Task directions ::
Identify every line in the records below that contains the word "position", and copy each of those lines.

Listed records ::
###
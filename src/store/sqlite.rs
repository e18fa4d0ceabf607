//! A SQLite-backed store, the cursor-based reference variant.
//!
//! The store file must have the following schema:
//!
//! ```sql
//! CREATE TABLE nodes (id INT, label INT);
//! CREATE TABLE edges (src INT, dst INT, etype INT);
//! CREATE TABLE edge_props (eid INT, key INT, value REAL);
//! ```
//!
//! A node carries one row per label (or a single row with a NULL label);
//! `edge_props.eid` references `edges.rowid`. The record space of a scan
//! is the rowid range of its table, so windows partition the store without
//! coordination between connections. Every cursor owns its own connection;
//! the store itself only carries the path.

use super::{
    GraphStore, LabelIdList, NodeReference, PropertyReader, RecordConsumer, RelationshipReference,
    ScanSource, SourceCursor,
};
use crate::{
    error::Result,
    types::{LabelId, NodeId, PropRef, PropertyKeyId, RelTypeId},
};
use rusqlite::{params, Connection};
use std::path::{Path, PathBuf};

/// A property graph stored in a SQLite3 file.
pub struct SqliteStore {
    path: PathBuf,
}

impl SqliteStore {
    /// Opens the store, verifying the file is reachable.
    pub fn open<P: AsRef<Path>>(path: P) -> Result<Self> {
        let path = path.as_ref().to_path_buf();
        Connection::open(&path)?;
        Ok(Self { path })
    }

    /// Creates the expected tables in `conn`.
    pub fn create_tables(conn: &Connection) -> rusqlite::Result<()> {
        conn.execute_batch(
            "CREATE TABLE IF NOT EXISTS nodes (id INT, label INT);
             CREATE TABLE IF NOT EXISTS edges (src INT, dst INT, etype INT);
             CREATE TABLE IF NOT EXISTS edge_props (eid INT, key INT, value REAL);",
        )
    }

    pub fn node_row_count(&self) -> Result<u64> {
        let conn = self.connect()?;
        let count: i64 = conn.query_row("SELECT COUNT(*) FROM nodes", [], |row| row.get(0))?;
        Ok(count as u64)
    }

    pub fn relationship_row_count(&self) -> Result<u64> {
        let conn = self.connect()?;
        let count: i64 = conn.query_row("SELECT COUNT(*) FROM edges", [], |row| row.get(0))?;
        Ok(count as u64)
    }

    fn connect(&self) -> Result<Connection> {
        Ok(Connection::open(&self.path)?)
    }

    fn max_rowid(&self, table: &str) -> Result<u64> {
        let conn = self.connect()?;
        let max: i64 = conn.query_row(
            &format!("SELECT COALESCE(MAX(rowid), 0) FROM {}", table),
            [],
            |row| row.get(0),
        )?;
        Ok(max as u64)
    }
}

pub struct SqliteNodeRecord {
    id: NodeId,
    labels: Vec<LabelId>,
}

impl NodeReference for SqliteNodeRecord {
    fn entity_id(&self) -> NodeId {
        self.id
    }

    fn labels(&self) -> Result<&[LabelId]> {
        Ok(&self.labels)
    }

    fn properties_reference(&self) -> Result<PropRef> {
        // nodes carry no properties in this schema
        Ok(crate::types::NO_PROPERTIES)
    }
}

pub struct SqliteNodes {
    path: PathBuf,
    upper_bound: u64,
}

impl ScanSource for SqliteNodes {
    type Reference = SqliteNodeRecord;
    type Cursor = SqliteNodeCursor;

    fn record_upper_bound(&self) -> u64 {
        self.upper_bound
    }

    fn cursor(&self) -> Result<Self::Cursor> {
        Ok(SqliteNodeCursor {
            conn: Connection::open(&self.path)?,
            record: SqliteNodeRecord {
                id: 0,
                labels: vec![],
            },
        })
    }
}

pub struct SqliteNodeCursor {
    conn: Connection,
    record: SqliteNodeRecord,
}

impl SourceCursor for SqliteNodeCursor {
    type Reference = SqliteNodeRecord;

    fn read_window<C>(&mut self, start: u64, end: u64, consumer: &mut C) -> Result<u64>
    where
        C: RecordConsumer<SqliteNodeRecord>,
    {
        let Self { conn, record } = self;
        let mut stmt = conn.prepare_cached(
            "SELECT id, label FROM nodes WHERE rowid > ?1 AND rowid <= ?2 ORDER BY rowid",
        )?;
        let mut rows = stmt.query(params![start as i64, end as i64])?;
        let mut delivered = 0;
        while let Some(row) = rows.next()? {
            record.id = row.get(0)?;
            record.labels.clear();
            let label: Option<LabelId> = row.get(1)?;
            if let Some(label) = label {
                record.labels.push(label);
            }
            if !consumer.offer(record)? {
                break;
            }
            delivered += 1;
        }
        Ok(delivered)
    }
}

pub struct SqliteRelRecord {
    row: i64,
    source: NodeId,
    target: NodeId,
    rel_type: RelTypeId,
}

impl RelationshipReference for SqliteRelRecord {
    fn entity_id(&self) -> i64 {
        self.row
    }

    fn source_id(&self) -> NodeId {
        self.source
    }

    fn target_id(&self) -> NodeId {
        self.target
    }

    fn rel_type(&self) -> RelTypeId {
        self.rel_type
    }

    fn properties_reference(&self) -> Result<PropRef> {
        Ok(self.row)
    }
}

pub struct SqliteRelationships {
    path: PathBuf,
    upper_bound: u64,
}

impl ScanSource for SqliteRelationships {
    type Reference = SqliteRelRecord;
    type Cursor = SqliteRelCursor;

    fn record_upper_bound(&self) -> u64 {
        self.upper_bound
    }

    fn cursor(&self) -> Result<Self::Cursor> {
        Ok(SqliteRelCursor {
            conn: Connection::open(&self.path)?,
            record: SqliteRelRecord {
                row: 0,
                source: 0,
                target: 0,
                rel_type: 0,
            },
        })
    }
}

pub struct SqliteRelCursor {
    conn: Connection,
    record: SqliteRelRecord,
}

impl SourceCursor for SqliteRelCursor {
    type Reference = SqliteRelRecord;

    fn read_window<C>(&mut self, start: u64, end: u64, consumer: &mut C) -> Result<u64>
    where
        C: RecordConsumer<SqliteRelRecord>,
    {
        let Self { conn, record } = self;
        let mut stmt = conn.prepare_cached(
            "SELECT rowid, src, dst, etype FROM edges WHERE rowid > ?1 AND rowid <= ?2 \
             ORDER BY rowid",
        )?;
        let mut rows = stmt.query(params![start as i64, end as i64])?;
        let mut delivered = 0;
        while let Some(row) = rows.next()? {
            record.row = row.get(0)?;
            record.source = row.get(1)?;
            record.target = row.get(2)?;
            record.rel_type = row.get::<_, Option<RelTypeId>>(3)?.unwrap_or(0);
            if !consumer.offer(record)? {
                break;
            }
            delivered += 1;
        }
        Ok(delivered)
    }
}

pub struct SqlitePropertyReader {
    conn: Connection,
}

impl PropertyReader for SqlitePropertyReader {
    fn read_properties(
        &mut self,
        property_references: &[PropRef],
        property_keys: &[PropertyKeyId],
        default_values: &[f64],
    ) -> Result<Vec<Vec<u64>>> {
        let mut columns: Vec<Vec<u64>> = property_keys
            .iter()
            .zip(default_values)
            .map(|(_, &default)| vec![default.to_bits(); property_references.len()])
            .collect();
        let mut stmt = self
            .conn
            .prepare_cached("SELECT key, value FROM edge_props WHERE eid = ?1")?;
        for (position, &reference) in property_references.iter().enumerate() {
            if reference == crate::types::NO_PROPERTIES {
                continue;
            }
            let mut rows = stmt.query(params![reference])?;
            while let Some(row) = rows.next()? {
                let key: PropertyKeyId = row.get(0)?;
                let value: f64 = row.get(1)?;
                if let Some(column) = property_keys
                    .iter()
                    .position(|&candidate| candidate == key)
                {
                    columns[column][position] = value.to_bits();
                }
            }
        }
        Ok(columns)
    }
}

impl GraphStore for SqliteStore {
    type NodeRef = SqliteNodeRecord;
    type LabelNodeRef = super::LabelIdRecord;
    type RelRef = SqliteRelRecord;
    type Nodes = SqliteNodes;
    type LabelNodes = LabelIdList;
    type Relationships = SqliteRelationships;
    type Properties = SqlitePropertyReader;

    fn nodes(&self) -> Result<SqliteNodes> {
        Ok(SqliteNodes {
            path: self.path.clone(),
            upper_bound: self.max_rowid("nodes")?,
        })
    }

    fn label_nodes(&self, label: LabelId) -> Result<LabelIdList> {
        let conn = self.connect()?;
        let mut stmt = conn.prepare("SELECT id FROM nodes WHERE label = ?1 ORDER BY rowid")?;
        let ids = stmt
            .query_map(params![label], |row| row.get(0))?
            .collect::<rusqlite::Result<Vec<NodeId>>>()?;
        Ok(LabelIdList::new(label, ids))
    }

    fn relationships(&self) -> Result<SqliteRelationships> {
        Ok(SqliteRelationships {
            path: self.path.clone(),
            upper_bound: self.max_rowid("edges")?,
        })
    }

    fn property_reader(&self) -> Result<SqlitePropertyReader> {
        Ok(SqlitePropertyReader {
            conn: self.connect()?,
        })
    }
}

#[cfg(test)]
mod tests {
    use super::*;
    use crate::buffer::NodesBatchBuffer;
    use crate::scan::StoreScanner;

    fn fixture() -> (tempfile::TempDir, SqliteStore) {
        let dir = tempfile::tempdir().unwrap();
        let path = dir.path().join("graph.db");
        let conn = Connection::open(&path).unwrap();
        SqliteStore::create_tables(&conn).unwrap();
        for &(id, label) in &[(7i64, None), (3, None), (19, Some(1i64)), (3, None)] {
            conn.execute("INSERT INTO nodes VALUES (?1, ?2)", params![id, label])
                .unwrap();
        }
        conn.execute("INSERT INTO edges VALUES (7, 3, 0)", []).unwrap();
        conn.execute("INSERT INTO edges VALUES (3, 19, 0)", []).unwrap();
        conn.execute("INSERT INTO edge_props VALUES (1, 5, 2.5)", [])
            .unwrap();
        (dir, SqliteStore::open(path).unwrap())
    }

    #[test]
    fn test_node_scan_windows() {
        let (_dir, store) = fixture();
        let scanner = StoreScanner::new(store.nodes().unwrap(), 3);
        let mut cursor = scanner.cursor().unwrap();
        let mut buffer = NodesBatchBuffer::new(3, true);
        let mut ids = vec![];
        while buffer.scan(&mut cursor).unwrap() {
            ids.extend_from_slice(buffer.ids());
        }
        assert_eq!(ids, [7, 3, 19, 3]);
    }

    #[test]
    fn test_label_scan_materializes_ids() {
        let (_dir, store) = fixture();
        let source = store.label_nodes(1).unwrap();
        assert_eq!(source.record_upper_bound(), 1);
    }

    #[test]
    fn test_property_reader_reads_and_defaults() {
        let (_dir, store) = fixture();
        let mut reader = store.property_reader().unwrap();
        let columns = reader.read_properties(&[1, 2], &[5], &[0.25]).unwrap();
        assert_eq!(
            columns[0]
                .iter()
                .map(|&bits| f64::from_bits(bits))
                .collect::<Vec<_>>(),
            [2.5, 0.25]
        );
    }
}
###
Finished exercise ::
        for (position, &reference) in property_references.iter().enumerate() {
                    .position(|&candidate| candidate == key)
                    columns[column][position] = value.to_bits();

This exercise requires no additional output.